What you should do =
Determine how many lines of the listing below hold the string "données". Reply only with the number.

====

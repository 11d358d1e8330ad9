use argon2::Argon2;
use password_hash::rand_core::OsRng;
use password_hash::{PasswordHash, PasswordHasher, PasswordVerifier, SaltString};
use sha2::{Digest, Sha256};

/// Hash the admin password with Argon2id and a random salt. Used by
/// `maturis admin hash-password` to produce the value operators put in
/// `MATURIS_ADMIN_PASSWORD_HASH`.
pub fn hash_password(password: &str) -> Result<String, String> {
    let salt = SaltString::generate(&mut OsRng);
    let argon2 = Argon2::default();
    argon2
        .hash_password(password.as_bytes(), &salt)
        .map(|h| h.to_string())
        .map_err(|e| format!("Failed to hash password: {e}"))
}

/// Verify a password against an Argon2id hash.
pub fn verify_password(password: &str, hash: &str) -> Result<bool, String> {
    let parsed = PasswordHash::new(hash).map_err(|e| format!("Invalid password hash: {e}"))?;
    Ok(Argon2::default()
        .verify_password(password.as_bytes(), &parsed)
        .is_ok())
}

/// SHA-256 hex digest of a credential string.
pub fn hash_token(token: &str) -> String {
    let mut hasher = Sha256::new();
    hasher.update(token.as_bytes());
    hex::encode(hasher.finalize())
}

/// Compare two credential strings by digest. Both sides go through a full
/// SHA-256 pass so the comparison cost does not depend on where the strings
/// first differ.
pub fn digest_eq(presented: &str, expected: &str) -> bool {
    hash_token(presented) == hash_token(expected)
}

#[cfg(test)]
mod tests {
    use super::*;

    #[test]
    fn password_roundtrip() {
        let password = "correct horse battery staple";
        let hash = hash_password(password).unwrap();
        assert!(verify_password(password, &hash).unwrap());
        assert!(!verify_password("wrong_password", &hash).unwrap());
    }

    #[test]
    fn verify_rejects_malformed_hash() {
        assert!(verify_password("anything", "not-a-phc-string").is_err());
    }

    #[test]
    fn hash_token_is_stable_hex() {
        let digest = hash_token("admin-secret");
        assert_eq!(digest.len(), 64);
        assert_eq!(digest, hash_token("admin-secret"));
        assert_ne!(digest, hash_token("admin-secret2"));
    }

    #[test]
    fn digest_eq_matches_only_identical_credentials() {
        assert!(digest_eq("s3cret", "s3cret"));
        assert!(!digest_eq("s3cret", "S3cret"));
        assert!(!digest_eq("", "s3cret"));
    }
}
use std::net::SocketAddr;

use axum::Router;
use serde::Serialize;
use sqlx::postgres::PgPoolOptions;
use tower::ServiceBuilder;
use tower_http::trace::TraceLayer;
use tracing_subscriber::{layer::SubscriberExt, util::SubscriberInitExt};
use utoipa::OpenApi;
use utoipa_swagger_ui::SwaggerUi;

use crate::state::AdminCredential;

mod auth;
mod error;
mod middleware;
mod notify;
mod routes;
mod state;
mod store;

#[derive(OpenApi)]
#[openapi(
    info(
        title = "Maturis API",
        version = "0.1.0",
        description = "Data/AI maturity diagnostic: sector questionnaires, weighted scoring, and an admin CRM over submissions."
    ),
    paths(
        routes::health::health_check,
        routes::catalog::list_questions,
        routes::catalog::reference_data,
        routes::recommendations::get_recommendations,
        routes::diagnostics::submit_diagnostic,
        routes::admin::list_diagnostics,
        routes::admin::stats,
        routes::admin::diagnostic_detail,
        routes::admin::update_crm,
        routes::admin::delete_diagnostic,
        routes::admin::restore_diagnostic,
        routes::admin::export_csv,
    ),
    components(schemas(
        HealthResponse,
        maturis_core::error::ApiError,
        maturis_core::catalog::Question,
        maturis_core::catalog::QuestionKind,
        maturis_core::catalog::QuestionOption,
        maturis_core::diagnostic::Dimension,
        maturis_core::diagnostic::MaturityLevel,
        maturis_core::diagnostic::Answer,
        maturis_core::diagnostic::DimensionScore,
        maturis_core::diagnostic::DiagnosticResult,
        maturis_core::diagnostic::Organization,
        maturis_core::diagnostic::Respondent,
        maturis_core::recommendations::SectorRecommendation,
        routes::catalog::QuestionListResponse,
        routes::catalog::ChoiceOption,
        routes::catalog::ReferenceDataResponse,
        routes::diagnostics::SubmitDiagnosticRequest,
        routes::diagnostics::SubmitDiagnosticResponse,
        routes::admin::AdminDiagnosticRow,
        routes::admin::AdminListResponse,
        routes::admin::AdminStatsResponse,
        routes::admin::AdminAnswerRow,
        routes::admin::AdminDiagnosticDetail,
        routes::admin::UpdateCrmRequest,
        routes::admin::CrmUpdatedResponse,
        routes::admin::StatusChangedResponse,
    ))
)]
struct ApiDoc;

#[derive(Serialize, utoipa::ToSchema)]
pub struct HealthResponse {
    pub status: String,
    pub version: String,
    pub database_ok: bool,
}

#[tokio::main]
async fn main() {
    // Load .env if present (dev only)
    let _ = dotenvy::dotenv();

    // Structured JSON logging
    tracing_subscriber::registry()
        .with(
            tracing_subscriber::EnvFilter::try_from_default_env()
                .unwrap_or_else(|_| "maturis_api=debug,tower_http=debug".into()),
        )
        .with(tracing_subscriber::fmt::layer().json())
        .init();

    // Catalogs and weight tables are compiled-in configuration; a defect is
    // fatal at startup, never detected at scoring time.
    maturis_core::catalog::validate_catalog().expect("question catalog failed validation");

    // Database connection
    let database_url = std::env::var("DATABASE_URL").expect("DATABASE_URL must be set");

    let pool = PgPoolOptions::new()
        .max_connections(20)
        .connect(&database_url)
        .await
        .expect("Failed to connect to database");

    // Run migrations
    sqlx::migrate!("../migrations")
        .run(&pool)
        .await
        .expect("Failed to run migrations");

    let admin = AdminCredential::from_env();
    if admin == AdminCredential::Disabled {
        tracing::warn!(
            "no MATURIS_ADMIN_PASSWORD(_HASH) configured; admin endpoints will reject all requests"
        );
    }

    let notifier = notify::Notifier::from_env();
    if notifier.is_none() {
        tracing::info!("MATURIS_NOTIFY_WEBHOOK_URL not set; submission notifications disabled");
    }

    let app_state = state::AppState {
        db: pool,
        admin,
        notifier,
    };

    // CORS
    let cors_layer = middleware::cors::build_cors_layer();

    // Router with per-group rate limiting
    let app = Router::new()
        .merge(SwaggerUi::new("/swagger-ui").url("/api-doc/openapi.json", ApiDoc::openapi()))
        .merge(routes::health::router())
        .merge(routes::catalog::router().layer(middleware::rate_limit::read_layer()))
        .merge(routes::recommendations::router().layer(middleware::rate_limit::read_layer()))
        .merge(routes::diagnostics::router().layer(middleware::rate_limit::submit_layer()))
        .merge(routes::admin::router().layer(middleware::rate_limit::admin_layer()))
        .layer(
            ServiceBuilder::new()
                .layer(TraceLayer::new_for_http())
                .layer(cors_layer),
        )
        .with_state(app_state);

    let port: u16 = std::env::var("PORT")
        .ok()
        .and_then(|p| p.parse().ok())
        .unwrap_or(3000);

    let addr = SocketAddr::from(([0, 0, 0, 0], port));
    tracing::info!("Maturis API listening on {}", addr);

    let listener = tokio::net::TcpListener::bind(addr).await.unwrap();
    axum::serve(
        listener,
        app.into_make_service_with_connect_info::<SocketAddr>(),
    )
    .await
    .unwrap();
}
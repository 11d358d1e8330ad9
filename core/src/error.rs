use serde::Serialize;
use utoipa::ToSchema;

/// Structured error response shared by the API and the CLI output.
/// Carries enough context for a caller to correct the request without
/// digging through server logs.
#[derive(Debug, Serialize, ToSchema)]
pub struct ApiError {
    /// Machine-readable error code (e.g. "validation_failed", "not_found")
    pub error: String,
    /// Human-readable description of what went wrong
    pub message: String,
    /// Which field caused the error (if applicable)
    #[serde(skip_serializing_if = "Option::is_none")]
    pub field: Option<String>,
    /// The value that was received (if applicable)
    #[serde(skip_serializing_if = "Option::is_none")]
    pub received: Option<serde_json::Value>,
    /// Request ID for tracing and debugging
    pub request_id: String,
    /// Hint about what the correct usage looks like
    #[serde(skip_serializing_if = "Option::is_none")]
    pub docs_hint: Option<String>,
}

/// Error codes used across the API
pub mod codes {
    pub const VALIDATION_FAILED: &str = "validation_failed";
    pub const NOT_FOUND: &str = "not_found";
    pub const UNAUTHORIZED: &str = "unauthorized";
    pub const RATE_LIMITED: &str = "rate_limited";
    pub const INTERNAL_ERROR: &str = "internal_error";
}
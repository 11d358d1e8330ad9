use axum::http::{HeaderName, HeaderValue, Method};
use tower_http::cors::CorsLayer;

/// Build a CORS layer from the `MATURIS_CORS_ORIGINS` env var.
///
/// The questionnaire widget is embedded on marketing sites, so the allowed
/// origins are deployment configuration:
/// - Origins: comma-separated list (default: `http://localhost:3000`)
/// - Methods: GET, POST, PATCH, DELETE, OPTIONS
/// - Headers: Content-Type, x-admin-password
/// - Max age: 3600s
pub fn build_cors_layer() -> CorsLayer {
    let origins_str = std::env::var("MATURIS_CORS_ORIGINS")
        .unwrap_or_else(|_| "http://localhost:3000".to_string());

    let origins: Vec<HeaderValue> = origins_str
        .split(',')
        .filter_map(|s| {
            let trimmed = s.trim();
            if trimmed.is_empty() {
                return None;
            }
            trimmed.parse::<HeaderValue>().ok()
        })
        .collect();

    CorsLayer::new()
        .allow_origin(origins)
        .allow_methods([
            Method::GET,
            Method::POST,
            Method::PATCH,
            Method::DELETE,
            Method::OPTIONS,
        ])
        .allow_headers([
            HeaderName::from_static("content-type"),
            HeaderName::from_static("x-admin-password"),
        ])
        .max_age(std::time::Duration::from_secs(3600))
}
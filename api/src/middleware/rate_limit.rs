use axum::http::Response;
use tower_governor::{
    governor::GovernorConfigBuilder, key_extractor::SmartIpKeyExtractor, GovernorError,
    GovernorLayer,
};

type RateLimitLayer =
    GovernorLayer<SmartIpKeyExtractor, governor::middleware::NoOpMiddleware, axum::body::Body>;

/// Rate limit for POST /v1/diagnostics: a burst of 5 submissions per IP,
/// replenishing one every 2 minutes. A human fills the questionnaire in
/// minutes; anything faster is scripted.
pub fn submit_layer() -> RateLimitLayer {
    GovernorLayer::new(
        GovernorConfigBuilder::default()
            .per_second(120)
            .burst_size(5)
            .key_extractor(SmartIpKeyExtractor)
            .finish()
            .expect("invalid governor config for submit"),
    )
    .error_handler(json_error_handler)
}

/// Rate limit for catalog/reference reads: 120 requests/minute per IP.
pub fn read_layer() -> RateLimitLayer {
    GovernorLayer::new(
        GovernorConfigBuilder::default()
            .per_millisecond(500) // 120 per minute = 2 per second replenish
            .burst_size(30)
            .key_extractor(SmartIpKeyExtractor)
            .finish()
            .expect("invalid governor config for read"),
    )
    .error_handler(json_error_handler)
}

/// Rate limit for the admin surface: 60 requests/minute per IP. Also slows
/// down password guessing against the gate.
pub fn admin_layer() -> RateLimitLayer {
    GovernorLayer::new(
        GovernorConfigBuilder::default()
            .per_second(1)
            .burst_size(20)
            .key_extractor(SmartIpKeyExtractor)
            .finish()
            .expect("invalid governor config for admin"),
    )
    .error_handler(json_error_handler)
}

/// Custom error handler that returns JSON in ApiError format with Retry-After header.
fn json_error_handler(err: GovernorError) -> Response<axum::body::Body> {
    let (status, retry_after, message) = match err {
        GovernorError::TooManyRequests { wait_time, .. } => (
            axum::http::StatusCode::TOO_MANY_REQUESTS,
            wait_time.to_string(),
            format!("Too many requests. Retry after {wait_time} seconds."),
        ),
        GovernorError::UnableToExtractKey => (
            axum::http::StatusCode::INTERNAL_SERVER_ERROR,
            String::new(),
            "Unable to determine client identity for rate limiting".to_string(),
        ),
        GovernorError::Other { code, msg, .. } => {
            (code, String::new(), msg.unwrap_or_default().to_string())
        }
    };

    let request_id = uuid::Uuid::now_v7().to_string();
    let body = serde_json::json!({
        "error": maturis_core::error::codes::RATE_LIMITED,
        "message": message,
        "request_id": request_id,
    });

    let mut response = Response::builder()
        .status(status)
        .header("content-type", "application/json")
        .body(axum::body::Body::from(body.to_string()))
        .unwrap();

    if !retry_after.is_empty() {
        response
            .headers_mut()
            .insert("retry-after", retry_after.parse().unwrap());
    }

    response
}
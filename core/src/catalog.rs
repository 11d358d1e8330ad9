//! Static question catalogs, grouped by sector and wizard step.
//!
//! Catalogs are hand-authored configuration compiled into the binary and
//! materialized once on first access. They are never mutated at runtime.
//! A sector either has a dedicated catalog or falls back to the generic one
//! in full; the two are never merged for a single sector.

use std::collections::HashMap;
use std::sync::OnceLock;

use serde::Serialize;
use thiserror::Error;
use utoipa::ToSchema;

use crate::diagnostic::Dimension;

/// How a question is answered, and which scoring algorithm applies.
///
/// A tagged variant rather than a struct with optional mode fields: a
/// count-mode question cannot exist without its exclusive value, and a
/// single-choice question cannot accidentally be scored as a sum.
#[derive(Debug, Clone, PartialEq, Eq, Serialize, ToSchema)]
#[serde(tag = "mode", rename_all = "snake_case")]
pub enum QuestionKind {
    /// Exactly one option may be selected; the answer score is that
    /// option's score.
    SingleChoice,
    /// Any subset of options; score is the clamped sum of option scores.
    MultiChoiceSum,
    /// Any subset with one designated exclusive option ("none of these").
    /// Score is a step function of how many non-exclusive options are
    /// selected.
    MultiChoiceCount { exclusive: String },
}

#[derive(Debug, Clone, PartialEq, Eq, Serialize, ToSchema)]
pub struct QuestionOption {
    pub label: String,
    pub value: String,
    pub score: i32,
}

#[derive(Debug, Clone, PartialEq, Serialize, ToSchema)]
pub struct Question {
    pub id: String,
    /// Wizard screen this question belongs to.
    pub step: u8,
    pub dimension: Dimension,
    /// Absent on generic (fallback) questions.
    #[serde(skip_serializing_if = "Option::is_none")]
    pub sector: Option<String>,
    pub text: String,
    pub kind: QuestionKind,
    pub options: Vec<QuestionOption>,
    pub max_score: i32,
    pub order_index: i32,
}

/// Configuration defects detected by [`validate_catalog`]. These are fatal at
/// startup; scoring assumes a valid catalog and never re-checks.
#[derive(Debug, Error)]
pub enum CatalogError {
    #[error("dimension weights sum to {0}, expected 1.0")]
    WeightSum(f64),
    #[error("question {question}: duplicate option value '{value}'")]
    DuplicateOptionValue { question: String, value: String },
    #[error("question {question}: exclusive value '{value}' is not among its options")]
    MissingExclusiveOption { question: String, value: String },
    #[error("question {question}: max_score must be positive")]
    NonPositiveMaxScore { question: String },
    #[error("question {question}: option '{value}' scores {score}, above max_score {max_score}")]
    OptionAboveMax {
        question: String,
        value: String,
        score: i32,
        max_score: i32,
    },
}

fn single(
    id: &str,
    step: u8,
    dimension: Dimension,
    sector: Option<&str>,
    text: &str,
    order_index: i32,
    options: &[(&str, &str, i32)],
) -> Question {
    Question {
        id: id.to_string(),
        step,
        dimension,
        sector: sector.map(str::to_string),
        text: text.to_string(),
        kind: QuestionKind::SingleChoice,
        options: options
            .iter()
            .map(|(label, value, score)| QuestionOption {
                label: label.to_string(),
                value: value.to_string(),
                score: *score,
            })
            .collect(),
        max_score: 100,
        order_index,
    }
}

fn count(
    id: &str,
    step: u8,
    dimension: Dimension,
    sector: Option<&str>,
    text: &str,
    order_index: i32,
    options: &[(&str, &str, i32)],
    exclusive: &str,
) -> Question {
    Question {
        kind: QuestionKind::MultiChoiceCount {
            exclusive: exclusive.to_string(),
        },
        ..single(id, step, dimension, sector, text, order_index, options)
    }
}

// --- Transport & Logistique ---

fn transport_questions() -> Vec<Question> {
    let s = Some("transport");
    vec![
        single(
            "tl_q1",
            2,
            Dimension::Data,
            s,
            "Où sont stockées vos données de flotte (véhicules, maintenance, carburant, trajets) ?",
            1,
            &[
                ("Aucune centralisation claire", "none", 0),
                ("Papier, emails, carnets de bord", "paper", 15),
                ("Excel / Google Sheets (plusieurs fichiers)", "spreadsheets", 40),
                ("Logiciel de base + Excel en complément", "software_excel", 60),
                ("Système centralisé (TMS, ERP)", "centralized", 90),
            ],
        ),
        single(
            "tl_q2",
            2,
            Dimension::Data,
            s,
            "Comment planifiez-vous et suivez-vous les maintenances de vos véhicules ?",
            2,
            &[
                ("Maintenance réactive (on répare quand ça casse)", "reactive", 0),
                ("Carnet papier ou mémoire", "paper", 20),
                ("Planning manuel dans Excel/agenda", "manual_planning", 50),
                ("Système automatisé avec alertes (basé sur km/temps)", "automated", 100),
            ],
        ),
        single(
            "tl_q3",
            2,
            Dimension::Data,
            s,
            "Vos équipes peuvent-elles accéder facilement aux données dont elles ont besoin ?",
            3,
            &[
                ("Non, très difficile d'obtenir l'info", "no", 0),
                ("Partiellement, données dispersées", "partial", 25),
                ("Oui, mais nécessite de demander ou compiler", "compile", 50),
                ("Oui, données accessibles en temps réel (mobile/web)", "realtime", 100),
            ],
        ),
        single(
            "tl_q4",
            2,
            Dimension::Data,
            s,
            "Pouvez-vous retrouver l'historique complet d'un véhicule (maintenance, coûts, incidents, trajets) ?",
            4,
            &[
                ("Non, très difficile ou impossible", "no", 0),
                ("Partiellement, il manque souvent des infos", "partial", 20),
                ("Oui, mais en cherchant dans plusieurs fichiers", "multiple_files", 40),
                ("Oui, immédiatement dans un système", "instant", 100),
            ],
        ),
        single(
            "tl_q5",
            3,
            Dimension::Pilotage,
            s,
            "Suivez-vous vos coûts par véhicule et/ou par trajet ?",
            1,
            &[
                ("Non, pas de suivi détaillé des coûts", "no", 0),
                ("Estimation approximative", "estimate", 30),
                ("Oui, mais calcul manuel mensuel", "manual_monthly", 60),
                ("Oui, calcul automatique et suivi en temps réel", "auto_realtime", 100),
            ],
        ),
        single(
            "tl_q6",
            3,
            Dimension::Pilotage,
            s,
            "Comment créez-vous vos reportings d'activité (flotte, coûts, performance) ?",
            2,
            &[
                ("Pas de reporting structuré", "none", 0),
                ("Rapports basiques occasionnels", "basic", 20),
                ("Compilation manuelle Excel (prend plusieurs heures)", "manual_excel", 40),
                ("Dashboard automatisé mis à jour en temps réel", "auto_dashboard", 100),
            ],
        ),
        single(
            "tl_q7",
            3,
            Dimension::Pilotage,
            s,
            "Suivez-vous des KPIs opérationnels (taux de disponibilité, coût au km, délais de livraison, etc.) ?",
            3,
            &[
                ("Non, pas de KPIs définis", "no", 0),
                ("Quelques indicateurs basiques", "basic", 25),
                ("Oui, mais calcul manuel et irrégulier", "manual_irregular", 50),
                ("Oui, KPIs suivis régulièrement et pilotés", "regular_tracked", 100),
            ],
        ),
        single(
            "tl_q8",
            3,
            Dimension::Pilotage,
            s,
            "Comment prenez-vous vos décisions opérationnelles (achat véhicule, choix prestataire, optimisation routes) ?",
            4,
            &[
                ("Décisions rapides sans analyse approfondie", "no_analysis", 10),
                ("Principalement expérience et intuition", "experience", 30),
                ("Mix data + expérience terrain", "mixed", 70),
                ("Analyses data systématiques (data-driven)", "data_driven", 100),
            ],
        ),
        single(
            "tl_q9",
            4,
            Dimension::Automation,
            s,
            "Avez-vous des processus automatisés dans votre gestion de flotte ?",
            1,
            &[
                ("Non, tout est manuel", "none", 0),
                ("Intéressé mais pas encore mis en place", "interested", 30),
                ("Quelques automatisations basiques (ex : alertes email)", "basic", 60),
                ("Oui, plusieurs workflows automatisés", "multiple", 100),
            ],
        ),
        count(
            "tl_q10",
            4,
            Dimension::Automation,
            s,
            "Seriez-vous intéressé par des solutions d'IA pour :",
            2,
            &[
                ("Prédiction de maintenance (anticiper les pannes)", "predictive_maintenance", 1),
                ("Optimisation des routes et trajets", "route_optimization", 1),
                ("Détection d'anomalies (coûts inhabituels, consommation excessive)", "anomaly_detection", 1),
                ("Automatisation des reportings mensuels", "auto_reporting", 1),
                ("Analyse prédictive (coûts futurs, besoins en véhicules)", "predictive_analytics", 1),
                ("Pas encore pertinent pour nous", "not_relevant", 0),
            ],
            "not_relevant",
        ),
    ]
}
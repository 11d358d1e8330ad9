use chrono::Utc;
use maturis_core::diagnostic::{DiagnosticResult, Organization, Respondent};
use sqlx::PgPool;
use uuid::Uuid;

const EMAIL_TYPE_SUBMISSION: &str = "submission_notification";

/// Best-effort webhook notification fired after a successful submission.
///
/// Everything in here is fire-and-forget: failures are logged to tracing and
/// to `emails_log`, never retried synchronously, and never surfaced to the
/// respondent. The submission outcome is already decided before this runs.
#[derive(Clone)]
pub struct Notifier {
    client: reqwest::Client,
    webhook_url: String,
}

impl Notifier {
    /// Reads `MATURIS_NOTIFY_WEBHOOK_URL`. Absent or empty means notification
    /// is disabled entirely.
    pub fn from_env() -> Option<Self> {
        let webhook_url = std::env::var("MATURIS_NOTIFY_WEBHOOK_URL").ok()?;
        if webhook_url.is_empty() {
            return None;
        }
        Some(Self {
            client: reqwest::Client::new(),
            webhook_url,
        })
    }

    /// Deliver the webhook and log the attempt. Swallows every failure.
    pub async fn notify_submission(
        self,
        pool: PgPool,
        diagnostic_id: Uuid,
        organization: Organization,
        respondent: Respondent,
        result: DiagnosticResult,
    ) {
        let payload = serde_json::json!({
            "diagnostic_id": diagnostic_id,
            "organization": organization,
            "respondent": respondent,
            "result": result,
        });

        let delivery = self
            .client
            .post(&self.webhook_url)
            .json(&payload)
            .send()
            .await
            .and_then(|resp| resp.error_for_status());

        let (status, error_message) = match delivery {
            Ok(_) => ("sent", None),
            Err(err) => {
                tracing::warn!(
                    diagnostic_id = %diagnostic_id,
                    error = %err,
                    "submission notification failed"
                );
                ("failed", Some(err.to_string()))
            }
        };

        let logged = sqlx::query(
            r#"
            INSERT INTO emails_log
                (id, diagnostic_id, email_type, recipient_email, status, error_message, sent_at)
            VALUES ($1, $2, $3, $4, $5, $6, $7)
            "#,
        )
        .bind(Uuid::now_v7())
        .bind(diagnostic_id)
        .bind(EMAIL_TYPE_SUBMISSION)
        .bind(&respondent.email)
        .bind(status)
        .bind(&error_message)
        .bind((status == "sent").then(Utc::now))
        .execute(&pool)
        .await;

        if let Err(err) = logged {
            tracing::warn!(
                diagnostic_id = %diagnostic_id,
                error = %err,
                "failed to record notification in emails_log"
            );
        }
    }
}
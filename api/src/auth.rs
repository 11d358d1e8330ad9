use axum::extract::FromRequestParts;
use axum::http::request::Parts;

use crate::error::AppError;
use crate::state::{AdminCredential, AppState};

/// Extractor gating the admin surface behind the `x-admin-password` header.
///
/// The credential check is a plain password comparison against startup
/// configuration; there are no admin accounts or sessions. Handlers opt in
/// by taking `AdminGate` as an argument; extraction failure short-circuits
/// with a structured 401.
pub struct AdminGate;

impl FromRequestParts<AppState> for AdminGate {
    type Rejection = AppError;

    async fn from_request_parts(
        parts: &mut Parts,
        state: &AppState,
    ) -> Result<Self, Self::Rejection> {
        if state.admin == AdminCredential::Disabled {
            tracing::warn!("admin request rejected: no admin credential configured");
            return Err(AppError::Unauthorized {
                message: "Admin access is not configured on this deployment".to_string(),
            });
        }

        let presented = parts
            .headers
            .get("x-admin-password")
            .and_then(|v| v.to_str().ok())
            .unwrap_or_default();

        if presented.is_empty() || !state.admin.verify(presented) {
            return Err(AppError::Unauthorized {
                message: "Invalid or missing admin password".to_string(),
            });
        }

        Ok(AdminGate)
    }
}
mod access;
mod common;
mod profiles;

pub use access::{
    AccessTreeNodeResponse, MenuResponse, NavigationItemResponse, NavigationMenuResponse,
    UpdateAccessRequest, UpdateAccessResponse,
};
pub use common::{HealthDependencyStatus, HealthResponse};
pub use profiles::{CreateProfileRequest, ProfileResponse, RenameProfileRequest};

====

Result of the exercise =
4